None of this moon-linked strangeness has ever stood up to serious scrutiny. But now a team of astronomers at Texas State University-San Marcos has suggested that the moon can be blamed for the sinking of the Titanic on its maiden voyage 100 years ago.
How the moon caused icebergs to litter the Titanic’s path, on April 14, 1912, is really a story about the Earth’s tides. What we now know about where icebergs originate and how they travel could have informed the Titanic’s crew and perhaps avoided tragedy. But at the time, this science was in its infancy.

The Titanic’s captain did not expect icebergs to be a problem – rarely did ice travel so far south into the Atlantic. Yet contemporaneous warnings from other ships suggested there were an unusual number of icebergs. Passengers reported seeing ice floes, lookouts spotted ice and sounded warnings, and other ships in the area reported fields of ice near the disaster site.
Here’s where astronomy comes in: Three months earlier, on January 4, 1912, the closest approach of the moon to the Earth in 1,400 years occurred within one day of the Earth’s closest approach to the sun (which occurs once per year), all within minutes of a full moon, meaning the sun was perfectly aligned on the other side of the Earth (this happens every couple of weeks). The odds of all three events occurring at once are, well, astronomical.
This lineup had to have caused unusually high tides in the North Atlantic. Tides are caused mostly by the differential pull of the moon’s gravity on the Earth. The pull is strongest on the near side and weakest on the far side, since the strength of gravity, as Isaac Newton told us four centuries ago, falls as the square of the distance between the two massive objects – in this case, the Earth and the moon.
That is, the moon pulls hardest on the Earth’s oceans on the side facing the moon, making a bulge of water (high tide). It pulls less hard on the Earth, but even less hard on the water on the far side, so a watery bulge forms on the far side as well – a high tide roughly 12 hours out of synch.

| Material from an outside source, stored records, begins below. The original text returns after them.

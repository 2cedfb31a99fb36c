//! Consent signal translation.
//!
//! Maps the two boolean consent categories onto the four fine-grained signal
//! channels a tag manager consumes. The whole algorithm is the table in
//! [`translate`]; there is no state and no side effect.

use crate::prefs::ConsentDecision;
use serde::{Deserialize, Serialize};
use std::fmt::Display;

/// A single consent signal value.
#[derive(Debug, Clone, Copy, PartialEq, Eq, Serialize, Deserialize)]
#[serde(rename_all = "lowercase")]
pub enum Signal {
    Granted,
    Denied,
}

impl Signal {
    fn from_bool(granted: bool) -> Self {
        if granted { Signal::Granted } else { Signal::Denied }
    }

    pub fn is_granted(self) -> bool {
        self == Signal::Granted
    }
}

impl Display for Signal {
    fn fmt(&self, f: &mut std::fmt::Formatter<'_>) -> std::fmt::Result {
        match self {
            Signal::Granted => write!(f, "granted"),
            Signal::Denied => write!(f, "denied"),
        }
    }
}

/// The four signal channels derived from a [`ConsentDecision`].
///
/// Derived, never persisted: recomputed on every apply so the channels can
/// never drift from the decision they were computed from.
#[derive(Debug, Clone, Copy, PartialEq, Eq, Serialize, Deserialize)]
pub struct SignalChannels {
    pub ad_storage: Signal,
    pub ad_user_data: Signal,
    pub ad_personalization: Signal,
    pub analytics_storage: Signal,
}

/// Translates a decision into signal channels.
///
/// `marketing` grants the three ad channels, `statistics` grants
/// `analytics_storage`; every channel defaults to denied. Pure and total.
pub fn translate(decision: ConsentDecision) -> SignalChannels {
    SignalChannels {
        ad_storage: Signal::from_bool(decision.marketing),
        ad_user_data: Signal::from_bool(decision.marketing),
        ad_personalization: Signal::from_bool(decision.marketing),
        analytics_storage: Signal::from_bool(decision.statistics),
    }
}
use crate::loader::ResourceTag;
use std::time::Duration;
use url::Url;

/// Attributes stamped onto every signal cookie the store mirrors.
#[derive(Debug, Clone)]
pub struct CookieConfig {
    pub max_age_days: i64,
    pub path: String,
    pub same_site: String,
    pub secure: bool,
}

/// DOM element identifiers the banner and loader interact with.
///
/// Every element is optional at runtime; a missing element is skipped, never
/// an error.
#[derive(Debug, Clone)]
pub struct ElementIds {
    pub banner: String,
    pub toggle_statistics: String,
    pub toggle_marketing: String,
    pub btn_accept_all: String,
    pub btn_accept_selection: String,
    pub btn_decline_all: String,
    pub placeholder: String,
    pub widget: String,
}

#[derive(Debug, Clone)]
pub struct ConsentConfig {
    /// Storage key holding the serialized decision blob.
    pub prefs_key: String,
    /// Storage key holding the "a decision exists" marker.
    pub set_marker_key: String,
    /// Literal value stored under `set_marker_key`.
    pub set_marker_value: String,

    /// Signal cookie mirroring the marketing category.
    pub marketing_cookie: String,
    /// Signal cookie mirroring the statistics category.
    pub statistics_cookie: String,
    pub cookie: CookieConfig,

    pub elements: ElementIds,

    /// External resources injected once marketing consent is granted.
    pub marketing_resources: Vec<ResourceTag>,

    /// Bounded-retry budget for the third-party widget runtime.
    pub widget_init_attempts: u32,
    pub widget_init_delay: Duration,
}

impl Default for ConsentConfig {
    fn default() -> Self {
        let u = |s: &str| Url::parse(s).expect("valid resource URL");

        Self {
            prefs_key: "gp_consent_prefs".to_string(),
            set_marker_key: "gp_consent_set".to_string(),
            set_marker_value: "true".to_string(),

            marketing_cookie: "consent_marketing".to_string(),
            statistics_cookie: "consent_statistics".to_string(),
            cookie: CookieConfig {
                max_age_days: 180,
                path: "/".to_string(),
                same_site: "Lax".to_string(),
                secure: true,
            },

            elements: ElementIds {
                banner: "consent-banner".to_string(),
                toggle_statistics: "toggle-statistics".to_string(),
                toggle_marketing: "toggle-marketing".to_string(),
                btn_accept_all: "btn-accept-all".to_string(),
                btn_accept_selection: "btn-accept-selection".to_string(),
                btn_decline_all: "btn-decline-all".to_string(),
                placeholder: "reviews-placeholder".to_string(),
                widget: "reviews-widget".to_string(),
            },

            marketing_resources: vec![
                ResourceTag::Script {
                    id: "elfsight-script".to_string(),
                    url: u("https://static.elfsight.com/platform/platform.js"),
                    defer: true,
                },
                ResourceTag::Module {
                    id: "material-filled-button".to_string(),
                    url: u("https://esm.run/@material/web/button/filled-button.js"),
                },
                ResourceTag::Module {
                    id: "material-icon".to_string(),
                    url: u("https://esm.run/@material/web/icon/icon.js"),
                },
                ResourceTag::Module {
                    id: "material-icon-button".to_string(),
                    url: u("https://esm.run/@material/web/iconbutton/icon-button.js"),
                },
                ResourceTag::Preconnect {
                    id: "fonts-preconnect".to_string(),
                    url: u("https://fonts.googleapis.com"),
                    crossorigin: false,
                },
                ResourceTag::Preconnect {
                    id: "gstatic-preconnect".to_string(),
                    url: u("https://fonts.gstatic.com"),
                    crossorigin: true,
                },
                ResourceTag::Stylesheet {
                    id: "google-fonts-dynamic".to_string(),
                    url: u("https://fonts.googleapis.com/css2?family=Inter:wght@300;400;600;700&family=Merriweather:wght@400;700&display=swap"),
                },
                ResourceTag::Stylesheet {
                    id: "google-icons-dynamic".to_string(),
                    url: u("https://fonts.googleapis.com/icon?family=Material+Icons"),
                },
            ],

            widget_init_attempts: 20,
            widget_init_delay: Duration::from_millis(150),
        }
    }
}

#[cfg(test)]
mod tests {
    use super::*;

    #[test]
    fn default_config_matches_site_conventions() {
        let cfg = ConsentConfig::default();
        assert_eq!(cfg.prefs_key, "gp_consent_prefs");
        assert_eq!(cfg.set_marker_key, "gp_consent_set");
        assert_eq!(cfg.marketing_cookie, "consent_marketing");
        assert_eq!(cfg.statistics_cookie, "consent_statistics");
        assert_eq!(cfg.cookie.max_age_days, 180);
        assert_eq!(cfg.cookie.path, "/");
        assert_eq!(cfg.cookie.same_site, "Lax");
        assert!(cfg.cookie.secure);
        assert_eq!(cfg.widget_init_attempts, 20);
    }

    #[test]
    fn default_manifest_ids_are_unique() {
        let cfg = ConsentConfig::default();
        let mut ids: Vec<&str> = cfg.marketing_resources.iter().map(|t| t.id()).collect();
        let before = ids.len();
        ids.sort_unstable();
        ids.dedup();
        assert_eq!(ids.len(), before);
    }
}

The overall strength of the moon’s gravity, as well as its differential (tidal) effect, is greatest when the moon is closest to the Earth, as on January 4, 1912.
Now consider the sun. It is much more massive than the moon or Earth but also much farther away. The absolute pull of the sun’s gravity is far greater than the pull of the moon – that’s why we’re orbiting the sun, after all, rather than the moon – but the sun does not exert much of a tidal force on the Earth (that is, a stronger force on the Earth’s near side than its far side) because, compared to the distance between the sun and Earth, the Earth’s size is miniscule.
Try this analogy (thanks to Veritasium.com): if the Earth were the size of a basketball, the moon would be a tennis ball about 24 feet away, and the Sun would be like a house nearly two miles away. To the sun, the Earth is a tiny speck: its diameter is less than 0.01% of the Earth-sun distance. But the size of the Earth is a few percent of the distance to the moon, which translates to about a 7% stronger gravitational pull on the near side of the Earth than the far side. That’s why the moon dominates the Earth’s tides.
Still, when the sun lines up perfectly on the opposite side of the Earth from the moon, as it did on January 4, 1912, it increases the tidal effect slightly. And the fact that the sun and moon were particularly close to the Earth at precisely the same time – well, that made the tidal bulges even bigger.
What does this have to do with icebergs? The University of Texas scientists pointed out that normally, icebergs move south from Greenland in fits and starts, frequently grounding in the shallow waters off Labrador and Newfoundland. But unusually high tides in January 1912 meant the icebergs didn’t get stuck. Instead, they kept moving south, arriving in much greater numbers than usual in the path of the Titanic.
Maybe the Titanic’s captain had reason to believe reports of excessive ice were wrong – such conditions were, after all, not the norm. But he didn’t reckon on the inexorable pull of gravity from Earth’s nearest celestial neighbor. This is the real lunar influence on our lives: gravity and tides, not werewolves and pregnant women.
One thing this new theory predicts: There should be records of exceptionally high tides near Newfoundland and Labrador in January 1912. This is the hallmark of a proper theory: it makes predictions that can then be tested.
So, history buffs, marine historians, tell us: Does this theory hold water?
The opinions expressed in this commentary are solely those of Meg Urry.